Tribeca has two new landmarks: a Irish linen merchant’s commercial palace and a former police station that later served as hospital and firehouse, before finding subsequent life as a wine store and then a nail salon. Both were declared legally protected buildings by the City’s Landmarks Preservation Commission at the end of June.
The first of these, 315 Broadway (between Thomas and Duane Streets, directly across from the Federal Building) was project of Thomas Suffern, a prosperous linen merchant born in Belfast, Ireland in 1787. A cousin of U.S. President Andrew Jackson, he emigrated to New York at age 11, and went on to make successive fortunes in fabrics, tobacco, and banking. He built himself a handsome home at 80 Greenwich Street (now the site of the Battery Garage) and then another at 23 Park Place (approximately where the Tents & Trails store is now located).

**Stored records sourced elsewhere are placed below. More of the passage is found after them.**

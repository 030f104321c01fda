//! Entity spawn factories for setting up scenario worlds.
//!
//! Scenario geometry is part of world construction, not replication: run
//! the same factories in the same order on every instance (same seed) and
//! the static net ids line up across the boundary.

use rand::Rng;

use hookshot_core::types::{NetId, Position};

use crate::engine::SimulationEngine;

/// Net identities of the firing-range scenario.
#[derive(Debug, Clone, Copy)]
pub struct RangeLayout {
    /// The wall the anchor is fired at.
    pub wall: NetId,
    /// The pullable player stand-in at the firing point.
    pub player: NetId,
}

/// The demo scenario: a wall 1500 units north of the firing point and a
/// pullable player entity at the origin.
pub fn setup_range(engine: &mut SimulationEngine) -> RangeLayout {
    let wall = spawn_wall(engine, Position::new(0.0, 1500.0, 0.0), 400.0, 8.0, 200.0);
    let player = engine.spawn_pullable(Position::new(0.0, 0.0, 0.0), 20.0);
    RangeLayout { wall, player }
}

/// Spawn a box wall at `center`.
pub fn spawn_wall(
    engine: &mut SimulationEngine,
    center: Position,
    half_x: f64,
    half_y: f64,
    half_z: f64,
) -> NetId {
    engine.spawn_obstacle_box(center, half_x, half_y, half_z)
}

/// Spawn a spherical pillar at `center`.
pub fn spawn_pillar(engine: &mut SimulationEngine, center: Position, radius: f64) -> NetId {
    engine.spawn_obstacle_sphere(center, radius)
}

/// Scatter `count` pillars in a ring between 600 and 1600 units from the
/// origin. Deterministic for a given engine seed.
pub fn spawn_pillar_field(engine: &mut SimulationEngine, count: usize) -> Vec<NetId> {
    let mut ids = Vec::with_capacity(count);
    for _ in 0..count {
        let (bearing, range, radius) = {
            let rng = engine.rng_mut();
            (
                rng.gen_range(0.0..std::f64::consts::TAU),
                rng.gen_range(600.0..1600.0),
                rng.gen_range(20.0..60.0),
            )
        };
        let position = Position::new(range * bearing.sin(), range * bearing.cos(), 0.0);
        ids.push(spawn_pillar(engine, position, radius));
    }
    ids
}
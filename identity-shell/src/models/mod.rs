pub mod identity;
pub mod role;
pub mod session;

pub use identity::{AuthMethod, FederatedProvider, UserIdentity};
pub use role::{Role, ROLE_SELECT_PATH};
pub use session::Session;
use crate::error::AppError;
use config::{Config as Cfg, File};
use serde::Deserialize;

#[derive(Debug, Deserialize, Clone)]
pub struct Config {
    #[serde(default = "default_data_dir")]
    pub data_dir: String,
}

fn default_data_dir() -> String {
    ".factora".to_string()
}

impl Config {
    pub fn load() -> Result<Self, AppError> {
        dotenvy::dotenv().ok();

        let config = Cfg::builder()
            .add_source(File::with_name("configuration").required(false))
            .add_source(config::Environment::with_prefix("APP").separator("__"))
            .build()?;

        Ok(config.try_deserialize()?)
    }
}

#[cfg(test)]
mod tests {
    use super::*;

    #[test]
    fn load_falls_back_to_default_data_dir() {
        let config = Config::load().expect("config should load without any sources");
        assert_eq!(config.data_dir, ".factora");
    }
}
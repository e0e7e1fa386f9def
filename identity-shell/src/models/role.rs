//! Dashboard roles and the routing contract derived from them.

use serde::{Deserialize, Serialize};
use std::fmt;
use std::str::FromStr;

/// Landing screen where a visitor picks a role card.
pub const ROLE_SELECT_PATH: &str = "/";

/// The four personas the dashboard serves. Every screen past the landing
/// page is scoped to exactly one of these.
#[derive(Debug, Clone, Copy, PartialEq, Eq, Hash, Serialize, Deserialize)]
#[serde(rename_all = "lowercase")]
pub enum Role {
    Sme,
    Investor,
    Client,
    Admin,
}

impl Role {
    pub const ALL: [Role; 4] = [Role::Sme, Role::Investor, Role::Client, Role::Admin];

    pub fn as_str(&self) -> &'static str {
        match self {
            Role::Sme => "sme",
            Role::Investor => "investor",
            Role::Client => "client",
            Role::Admin => "admin",
        }
    }

    /// Dashboard the role lands on after sign-in.
    pub fn dashboard_path(&self) -> String {
        format!("/dashboard/{}", self.as_str())
    }

    /// Role-scoped credential capture page.
    pub fn login_path(&self) -> String {
        format!("/login/{}", self.as_str())
    }
}

impl FromStr for Role {
    type Err = String;

    fn from_str(s: &str) -> Result<Self, Self::Err> {
        match s.to_lowercase().as_str() {
            "sme" => Ok(Role::Sme),
            "investor" => Ok(Role::Investor),
            "client" => Ok(Role::Client),
            "admin" => Ok(Role::Admin),
            _ => Err(format!("Invalid role: {}", s)),
        }
    }
}

impl fmt::Display for Role {
    fn fmt(&self, f: &mut fmt::Formatter<'_>) -> fmt::Result {
        f.write_str(self.as_str())
    }
}

#[cfg(test)]
mod tests {
    use super::*;

    #[test]
    fn role_paths_follow_routing_contract() {
        assert_eq!(Role::Sme.dashboard_path(), "/dashboard/sme");
        assert_eq!(Role::Investor.login_path(), "/login/investor");
        assert_eq!(ROLE_SELECT_PATH, "/");
    }

    #[test]
    fn role_parses_case_insensitively() {
        assert_eq!("Admin".parse::<Role>(), Ok(Role::Admin));
        assert_eq!("CLIENT".parse::<Role>(), Ok(Role::Client));
        assert!("superuser".parse::<Role>().is_err());
    }

    #[test]
    fn role_serializes_lowercase() {
        let json = serde_json::to_string(&Role::Sme).unwrap();
        assert_eq!(json, "\"sme\"");
    }
}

But, in the late 1850s, Suffern noted with admiration and envy that his close friend (and fellow Irish Protestant emigre) Alexander Turney Stewart had grown fabulously rich creating the world’s first department store at the corner of Chambers and Broadway. So Suffern resolved to piggyback onto the surging property values of this new commercial district, by erecting a store and loft building one block to the north.
In the years before the Civil War, New York fabric importers and sellers were enamored with buildings that recalled the palazzo design style favored by Renaissance-era merchant princes, whose successors they imagined themselves to be. Suffern was no exception, and he commissioned an architect (whose name is now lost to history) to create a five-story tabernacle of trade. He chose for his site the former homestead of Anthony Rutgers (a scion of the Colonial-era family for whom the university is named), whose mansion and farm had occupied the area for much of the 1700s. Toward the end of the 18th century, it had been the home of Ranelagh Garden tavern, an outdoor beer garden situated in what was then regarded as a bucolic northern suburb of New York City.
By 1864, Suffern’s building was complete and had been leased to Loder Brothers, an importing firm. From the 1890s through the years approaching World War One, the structure housed the New York office of the Remington Arms Company, which (curiously) was at that time as well known for manufacturing bicycles as it was for rifles. For several decades after World War l, it hosted a field office of Hagstrom Company, which was busy producing the official New York City subway map. Today, 315 Broadway is home to a pizza parlor on the first floor, and a menagerie of process serving firms upstairs.
In some ways, the landmark designation for 315 Broadway comes just in time: the building was sold to real estate developers last year for more than $18 million, and its legally protected status will help ensure that the structure is preserved. But in other ways, this acknowledgement of the structure’s historic worth is a tad dilatory: It was first proposed for landmarks protection in 1989.
An older building, but one that the Landmarks Preservation Commission acted on with more alacrity is 160 Chambers Street (between Greenwich Street and West Broadway), which is familiar to Tribeca residents as a nineteenth century firehouse that now houses a nail salon. (This structure was proposed for landmarks protection in 2014.) Originally constructed as a rooming house in the 1830s, it morphed shortly after the start of the Civil War into the Third Precinct police station, under the design of Nathaniel Bush, who was not only an architect but also a New York Police sergeant.
In the years after the Civil War, the Police Department outgrew 160 Chambers. By 1875, it had become the House of Relief, a free hospital for Lower Manhattan’s poor. But that institution moved around the corner, to larger quarters at 67 Hudson Street (between Jay and Harrison Streets) in 1894. Between the World Wars, it was a hospital for United States Marines. Although still standing, this structure no longer does much of anything for the poor, or for veterans. In the 1980s, it was converted into lofts for millionaires.
The Police Department’s decision to move out of 160 Chambers whetted the appetite of the New York Fire Department, which headquartered Engine Company 29 there starting in 1897. Half a century later, the firemen rolled up their houses and left the building, which became a lumber supply depot, then a wine store, and is now a nail and beauty salon, with apartments upstairs once more.